Figure 1.

Heterogeneity of KRAS mutant cancer characterized by EMT and KRAS dependency. The role of mutant KRAS in proliferation and survival is variable in tumor cells driven by KRAS mutations. While KRAS-dependent cancer cells show an epithelial-like phenotype, KRAS is dispensable for the survival of mesenchymal-like KRAS mutant cancer cells. KRAS mutant cancer cells acquire mutant KRAS independency by various means: activation of RSK-mTOR pathway and/or KEAP1-NRF2 pathway, YAP activation, LKB1 loss, and mutant KRAS-independent PI3K activation. These bypass signaling pathways are involved in activation of survival signaling pathways, rewiring of metabolic pathways, and induction of EMT. EMT transcription factors also promote KRAS independency. The activated bypass signaling networks and EMT are interdependent.
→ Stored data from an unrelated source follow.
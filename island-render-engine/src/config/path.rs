/// Scene manifest listing every sub-scene and the camera description.
pub const MANIFEST_PATH: &str = "static/manifest.json";

/// Directory holding per-object textures named after their node (`<name>.png`).
pub const NAMED_TEXTURE_DIR: &str = "static";

pub fn named_texture_path(node_name: &str) -> String {
    format!("{}/{}.png", NAMED_TEXTURE_DIR, node_name)
}
//! Granting workflow: provisions and deprovisions access for access groups.

use async_trait::async_trait;
use std::sync::Arc;
use thiserror::Error;
use uuid::Uuid;

use super::clock::Clock;
use crate::models::{AccessGroup, AccessRequest, Grant, GrantStatus, RequestedBy};

#[derive(Error, Debug)]
pub enum WorkflowError {
    #[error("grant is inactive")]
    GrantInactive,

    #[error("no grant to revoke")]
    NoGrant,

    #[error("workflow failed: {0}")]
    Failed(#[from] anyhow::Error),
}

#[async_trait]
pub trait Workflow: Send + Sync {
    /// Provision one grant per target of `group` for `subject`.
    async fn grant(
        &self,
        group: &AccessGroup,
        subject: &RequestedBy,
    ) -> Result<Vec<Grant>, WorkflowError>;

    /// Deprovision every active grant of `request`. Returns the revoked grants.
    async fn revoke(
        &self,
        request: &AccessRequest,
        actor_id: &str,
        actor_email: &str,
    ) -> Result<Vec<Grant>, WorkflowError>;
}

/// Workflow that records grants without calling out to a provider. Grant
/// windows start at the clock's `now`.
pub struct LocalWorkflow {
    clock: Arc<dyn Clock>,
}

impl LocalWorkflow {
    pub fn new(clock: Arc<dyn Clock>) -> Self {
        Self { clock }
    }
}

#[async_trait]
impl Workflow for LocalWorkflow {
    async fn grant(
        &self,
        group: &AccessGroup,
        subject: &RequestedBy,
    ) -> Result<Vec<Grant>, WorkflowError> {
        let start = self.clock.now();
        let end = start + group.duration();

        let grants = group
            .targets
            .iter()
            .map(|target| Grant {
                id: Uuid::new_v4().to_string(),
                access_group_id: group.id.clone(),
                target_id: target.id.clone(),
                target_group_id: target.target_group_id.clone(),
                with: target.fields.clone(),
                access_rule: group.access_rule.clone(),
                requested_by: subject.id.clone(),
                subject: subject.email.clone(),
                status: GrantStatus::Active,
                start,
                end,
                revoked_by: None,
            })
            .collect::<Vec<_>>();

        tracing::info!(
            access_group_id = %group.id,
            grants = grants.len(),
            "Provisioned grants"
        );
        Ok(grants)
    }

    async fn revoke(
        &self,
        request: &AccessRequest,
        actor_id: &str,
        actor_email: &str,
    ) -> Result<Vec<Grant>, WorkflowError> {
        if request.grants().next().is_none() {
            return Err(WorkflowError::NoGrant);
        }

        let mut revoked = Vec::new();
        for grant in request.grants().filter(|g| g.status == GrantStatus::Active) {
            let mut grant = grant.clone();
            grant
                .revoke(actor_id)
                .map_err(|e| WorkflowError::Failed(e.into()))?;
            revoked.push(grant);
        }

        if revoked.is_empty() {
            return Err(WorkflowError::GrantInactive);
        }

        tracing::info!(
            request_id = %request.id,
            actor = %actor_email,
            grants = revoked.len(),
            "Deprovisioned grants"
        );
        Ok(revoked)
    }
}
Abbreviations: EMT, Epithelial-to-mesenchymal transition; EMT-TFs, Epithelial-to-mesenchymal transition transcription factors; KEAP1, Kelch-like ECH-associated protein 1; KRAS, v-Ki-ras2 Kirsten rat sarcoma viral oncogene homolog; LKB1, liver kinase B1; mTOR, mammalian target of rapamycin; NRF2, Nuclear factor erythroid 2-related factor 2; PI3K, Phosphatidylinositol 3-Kinase; RSK, Ribosomal S6 kinase; YAP, Yes-associated Protein 1.